There is nothing more comforting than a slice of warm apple cake on a brisk day. What I like about this recipe is the very high ratio of apples to cake with nearly a kilo of apples glued together with vanilla-scented, soft-crumb cake. While the moreish Nutella is the headliner on this cake, the original recipe did not have any. Puritans may prefer without. Even better would be artisan or homemade gianduia but I as a busy mum of three, I do recognise time and budget limitations as well as lack of availability of a good quality gianduia in many place in the world. This recipe is based on an apple cake I found on one of my favourite Italian food blogs- Ricetta dal Mondo. Apple cake is a classic in many Italian homes, traditionally baked by mothers and grandmothers. It can be served for dessert, breakfast or as a treat.

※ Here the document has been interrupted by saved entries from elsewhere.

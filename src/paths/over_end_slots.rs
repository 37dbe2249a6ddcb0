//! Reachability and shortest paths over chain end slots of one component.
//!
//! Traversal alternates between following junction connections and crossing
//! whole chains end to end; distances accumulate chain weights. The engine
//! can exclude the source chain from traversal, which is how junction cuts
//! probe whether a component stays connected.

use std::collections::{BTreeSet, VecDeque};

use num_traits::Float;

use crate::chain::Chain;
use crate::component::Component;
use crate::ends::EndSlot;
use crate::{ChId, Weight};

/// A path over consecutively connected end slots.
pub type Path = VecDeque<EndSlot>;

/// Distance record of one end slot relative the source.
#[derive(Debug, Clone, Copy)]
pub struct Distance {
    /// Slot preceding the target in the shortest path.
    pub prev: Option<EndSlot>,
    /// Shortest distance to the target, in accumulated chain weights.
    pub dist: Weight,
}

impl Distance {
    fn new() -> Self {
        Distance { prev: None, dist: Weight::infinity() }
    }

    pub fn is_finite(&self) -> bool {
        self.dist < Weight::infinity()
    }

    fn set(&mut self, prev: EndSlot, dist: Weight) {
        self.prev = Some(prev);
        self.dist = dist;
    }
}

#[derive(Debug, Clone, Copy, PartialEq)]
struct QEntry {
    dist: Weight,
    slot: EndSlot,
}

impl Eq for QEntry {}

impl PartialOrd for QEntry {
    fn partial_cmp(&self, other: &Self) -> Option<std::cmp::Ordering> {
        Some(self.cmp(other))
    }
}

impl Ord for QEntry {
    fn cmp(&self, other: &Self) -> std::cmp::Ordering {
        self.dist.total_cmp(&other.dist).then(self.slot.cmp(&other.slot))
    }
}

/// Paths over the end slots of a single component.
pub struct EndSlotPaths<'a> {
    cmp: &'a Component,
    cn: &'a [Chain],
    /// Number of end slots in the component: two per chain.
    num_slots: usize,
    distances: Vec<Distance>,
}

impl<'a> EndSlotPaths<'a> {
    pub fn new(cmp: &'a Component, cn: &'a [Chain]) -> Self {
        let num_slots = 2 * cmp.num_chains();
        EndSlotPaths { cmp, cn, num_slots, distances: Vec::new() }
    }

    /// Distance table index of a slot: component-local chain id and end.
    fn element_ind(&self, s: EndSlot) -> usize {
        2 * self.cn[s.w].idc + s.e.idx()
    }

    /// The slot stored at a distance table index.
    fn element(&self, i: usize) -> Option<EndSlot> {
        self.cmp.chid(self.cn, i / 2)
            .map(|w| EndSlot::new(w, crate::ends::End::BOTH[i % 2]))
    }

    fn reset(&mut self) {
        self.distances = vec![Distance::new(); self.num_slots];
    }

    pub fn distances(&self) -> &[Distance] {
        &self.distances
    }

    /// True if a path outgoing from `s1` leads to `s2`.
    ///
    /// With `with_source_chain` false, paths crossing chain `s1.w` itself are
    /// not admitted; this is the probe deciding whether removing the junction
    /// at `s1` disconnects the component.
    pub fn are_connected(&mut self, s1: EndSlot, s2: EndSlot,
                         with_source_chain: bool) -> bool {
        if s1 == s2 {
            self.reset();
            return true;
        }
        self.compute_from_source(s1, with_source_chain);
        self.distances[self.element_ind(s2)].is_finite()
    }

    /// Computes shortest distances from slot `s` to every reachable slot.
    pub fn compute_from_source(&mut self, s: EndSlot, with_source_chain: bool) {
        self.reset();

        let mut q: BTreeSet<QEntry> = BTreeSet::new();

        let si = self.element_ind(s);
        self.distances[si].dist = 0.;
        if with_source_chain {
            q.insert(QEntry { dist: 0., slot: s });
        }
        for &nb in self.cn[s.w].ngs_at(s.e) {
            let nb_ind = self.element_ind(nb);
            self.distances[nb_ind].set(s, 0.);
            if nb.w != s.w {
                q.insert(QEntry { dist: 0., slot: nb });
            }
        }

        // popping a slot crosses its chain to the opposite end
        while let Some(ud) = q.pop_first() {
            let v = ud.slot.opp();
            let d = ud.dist + self.cn[v.w].weight();
            let vi = self.element_ind(v);
            if d < self.distances[vi].dist {
                self.distances[vi].set(ud.slot, d);
                for &nb in self.cn[v.w].ngs_at(v.e) {
                    let ni = self.element_ind(nb);
                    if d < self.distances[ni].dist {
                        self.distances[ni].set(v, d);
                        if nb.w != v.w {
                            q.insert(QEntry { dist: d, slot: nb });
                        }
                    }
                }
            }
        }
    }

    /// The shortest path between slots `s1` and `s2`.
    ///
    /// Empty if `s2` is unreachable.
    pub fn find_shortest_path(&mut self, s1: EndSlot, s2: EndSlot,
                              with_source_chain: bool) -> Path {
        self.compute_from_source(s1, with_source_chain);

        if !self.distances[self.element_ind(s2)].is_finite() {
            return Path::new();
        }
        let mut path = Path::new();
        path.push_back(s2);
        let mut u = s2;
        while u != s1 {
            u = self.distances[self.element_ind(u)].prev
                .expect("broken predecessor trace in a shortest path");
            path.push_front(u);
        }
        path
    }

    /// Splits the member chains into those reachable from `s` and the rest.
    ///
    /// Requires distances computed from `s`. The source chain itself is
    /// always counted as blocked. Returns `[accessible, blocked]`.
    pub fn classify_chains_by_connectivity(&self, s: EndSlot) -> [Vec<ChId>; 2] {
        let mut accessible = Vec::new();
        let mut blocked = Vec::new();

        for i in (0..self.num_slots).step_by(2) {
            let w = self.element(i).expect("dangling component-local chain id").w;
            let reachable = self.distances[i].is_finite() ||
                            self.distances[i + 1].is_finite();
            if reachable && w != s.w {
                accessible.push(w);
            } else {
                blocked.push(w);
            }
        }
        [accessible, blocked]
    }

    /// The chains under a path and the total number of their edges.
    pub fn path_chains_numedges(&self, path: &Path) -> (Vec<ChId>, usize) {
        let mut ww: Vec<ChId> = path.iter().map(|s| s.w).collect();
        ww.sort();
        ww.dedup();
        let numeg = ww.iter().map(|&w| self.cn[w].length()).sum();
        (ww, numeg)
    }
}

#[cfg(test)]
mod tests {
    use super::*;
    use crate::ends::End;

    // two chains joined A-to-A, forming one linear component
    fn linked_pair() -> (Vec<Chain>, Component) {
        let mut cn = vec![
            Chain::with_length(2, 0, 0),
            Chain::with_length(3, 1, 2),
        ];
        cn[0].ngs_at_mut(End::A).insert(EndSlot::new(1, End::A));
        cn[1].ngs_at_mut(End::A).insert(EndSlot::new(0, End::A));
        let mut cmp = Component::new(0);
        cmp.append_chain(&mut cn, 0);
        cmp.append_chain(&mut cn, 1);
        (cn, cmp)
    }

    #[test]
    fn connected_through_junction() {
        let (cn, cmp) = linked_pair();
        let mut pp = EndSlotPaths::new(&cmp, &cn);
        assert!(pp.are_connected(EndSlot::new(0, End::A), EndSlot::new(1, End::B), true));
    }

    #[test]
    fn not_cycled() {
        let (cn, cmp) = linked_pair();
        let mut pp = EndSlotPaths::new(&cmp, &cn);
        let s = EndSlot::new(0, End::A);
        assert!(!pp.are_connected(s, s.opp(), false));

        let [acc, blk] = {
            pp.compute_from_source(s, false);
            pp.classify_chains_by_connectivity(s)
        };
        assert_eq!(acc, vec![1]);
        assert_eq!(blk, vec![0]);
    }
}
//! Integral tests of the graph internal structure.
//!
//! Each check panics with a message naming the offending element; all checks
//! together cover the universal invariants that must hold after every
//! top-level transform. Intended for test suites and debugging sessions
//! rather than hot paths.

use crate::chain::MIN_CYCLE_LENGTH;
use crate::ends::{End, EndSlot};
use crate::graph::Graph;
use crate::{ChId, EgId};

/// Runs all the structural checks.
pub fn check(gr: &Graph) {
    consistency(gr);
    components(gr);
    loops(gr);
    chain_ids(gr);
    edges(gr);
    vertex_numbers(gr);
}

/// Neighborhood symmetry and the edge id maps.
pub fn consistency(gr: &Graph) {
    for (i, m) in gr.cn.iter().enumerate() {
        for e in End::BOTH {
            for s in m.ngs_at(e) {
                assert!(s.w < gr.chain_num(),
                        "consistency: chain {} end {} lists nonexistent chain {}",
                        i, e, s.w);
                let back = EndSlot::new(i, e);
                assert!(gr.cn[s.w].ngs_at(s.e).has(back),
                        "consistency: {} is not listed back by {}", back, s);
                // only a cycle may reference its own chain
                assert!(s.w != i || m.is_cycle(),
                        "consistency: non-cycle chain {} references itself at {}", i, e);
            }
            assert!(!m.ngs_at(e).has_repeating_slots(),
                    "consistency: repeated slot in chain {} end {}", i, e);
        }
    }

    for j in 0..gr.edgenum {
        assert!(gr.cn[gr.glm[j]].g[gr.gla[j]].ind == j,
                "consistency: glm/gla roundtrip fails at ind {}", j);
    }
}

/// Component membership, ids and per-component edge records.
pub fn components(gr: &Graph) {
    if gr.chain_num() == 0 {
        return;
    }

    let max_c = gr.cn.iter().map(|m| m.c).max().unwrap();
    assert!(max_c == gr.ind_last_cmpt(),
            "components: max chain component id {} differs from count {}",
            max_c, gr.cmpt_num());
    let min_c = gr.cn.iter().map(|m| m.c).min().unwrap();
    assert!(min_c == 0, "components: min chain component id {} is not 0", min_c);

    for c in &gr.ct {
        for &w in &c.ww {
            assert!(gr.cn[w].c == c.ind,
                    "components: chain {} in ww of component {} carries c {}",
                    w, c.ind, gr.cn[w].c);
            for e in End::BOTH {
                for ng in gr.cn[w].ngs_at(e) {
                    assert!(gr.cn[ng.w].c == c.ind,
                            "components: neighbor {} of chain {} is outside component {}",
                            ng, w, c.ind);
                }
            }
        }

        // component-local chain ids are dense
        for idc in 0..c.num_chains() {
            assert!(c.ww.iter().any(|&w| gr.cn[w].idc == idc),
                    "components: idc {} not found in component {}", idc, c.ind);
        }

        // the edge table matches the chains
        let total: EgId = c.ww.iter().map(|&w| gr.cn[w].length()).sum();
        assert!(c.gl.len() == total,
                "components: gl size {} of component {} differs from edge total {}",
                c.gl.len(), c.ind, total);
        for (i, o) in c.gl.iter().enumerate() {
            let eg = &gr.cn[o.w].g[o.a];
            assert!(eg.indc == i,
                    "components: edge indc {} at gl slot {} of component {}",
                    eg.indc, i, c.ind);
            assert!(eg.ind == o.i,
                    "components: edge ind {} differs from gl record {} in component {}",
                    eg.ind, o.i, c.ind);
        }
    }

    for m in &gr.cn {
        for o in &m.g {
            assert!(o.c == m.c,
                    "components: edge {} carries c {} while chain {} has {}",
                    o.ind, o.c, m.idw, m.c);
        }
    }
}

/// No cycle chain shorter than the minimum.
pub fn loops(gr: &Graph) {
    for m in &gr.cn {
        assert!(!(m.is_cycle() && m.length() < MIN_CYCLE_LENGTH),
                "loops: forbidden short cycle in chain {}", m.idw);
    }
}

/// Chain arena ids are the chain positions.
pub fn chain_ids(gr: &Graph) {
    for (i, m) in gr.cn.iter().enumerate() {
        assert!(m.idw == i, "chain_ids: chain at {} carries idw {}", i, m.idw);
    }
}

/// Edge attribute ranges and in-chain positions; global ids are unique.
pub fn edges(gr: &Graph) {
    let mut egn: EgId = 0;
    let mut seen = vec![false; gr.edgenum];

    for m in &gr.cn {
        egn += m.length();
        for (a, o) in m.g.iter().enumerate() {
            assert!(o.w == m.idw,
                    "edges: edge {} carries w {} inside chain {}", o.ind, o.w, m.idw);
            assert!(o.indw == a,
                    "edges: edge {} carries indw {} at position {} of chain {}",
                    o.ind, o.indw, a, m.idw);
            o.check(gr.edgenum, gr.ct[m.c].num_edges(), m.length(),
                    gr.chain_num(), gr.cmpt_num());
            assert!(!seen[o.ind], "edges: duplicate edge ind {}", o.ind);
            seen[o.ind] = true;
        }
    }
    assert!(egn == gr.edgenum,
            "edges: total {} differs from edgenum {}", egn, gr.edgenum);
}

/// Vertex counts agree between the view, the components and the chains.
pub fn vertex_numbers(gr: &Graph) {
    for d in 0..=4usize {
        let by_cmpt: usize = gr.ct.iter().map(|c| c.num_vertices(d)).sum();
        assert!(by_cmpt == gr.vertices.num(d),
                "vertex_numbers: components give {} of degree {}, view has {}",
                by_cmpt, d, gr.vertices.num(d));

        let raw: usize = gr.cn.iter().map(|m| m.num_vertices(d)).sum();
        let by_chains = match d {
            3 => raw / 3,
            4 => raw / 4,
            _ => raw,
        };
        assert!(by_chains == gr.vertices.num(d),
                "vertex_numbers: chains give {} of degree {}, view has {}",
                by_chains, d, gr.vertices.num(d));
    }
}

/// Convenience check over the id of a single chain.
pub fn chain_is_sound(gr: &Graph, w: ChId) {
    let m = &gr.cn[w];
    assert!(m.length() >= 1, "chain {} is empty", w);
    for e in End::BOTH {
        for s in m.ngs_at(e) {
            assert!(gr.cn[s.w].ngs_at(s.e).has(EndSlot::new(w, e)),
                    "chain {}: asymmetric link at end {}", w, e);
        }
    }
}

Preheat the oven to 175C. Butter the bottom and sides of a 26 cm spring-form cake tin. Coat the tin with breadcrumbs, tipping out any excess. Mix the sliced apples with the lemon zest and juice and stir to combine.
Mix the eggs and sugar together using the whisk attachment on a mixture until it has turned foamy, white and has doubled or tripled in volume.
Add the milk and butter to mixture and stir to combine.
Mix together flour, baking powder, salt and vanilla. Add the dry ingredient mixture to the batter, folding through to combine.
Add the apples to the batter and stir through.
Pour the mixture into the prepared cake tin and bake for 45 minutes in the bottom third of the oven.
Heat the Nutella in the microwave or sit over a bowl of hot water to melt. Drizzle over the top of the half baked cake.
Bake for another 15 minutes. Remove from the oven and let it cool if you can resist.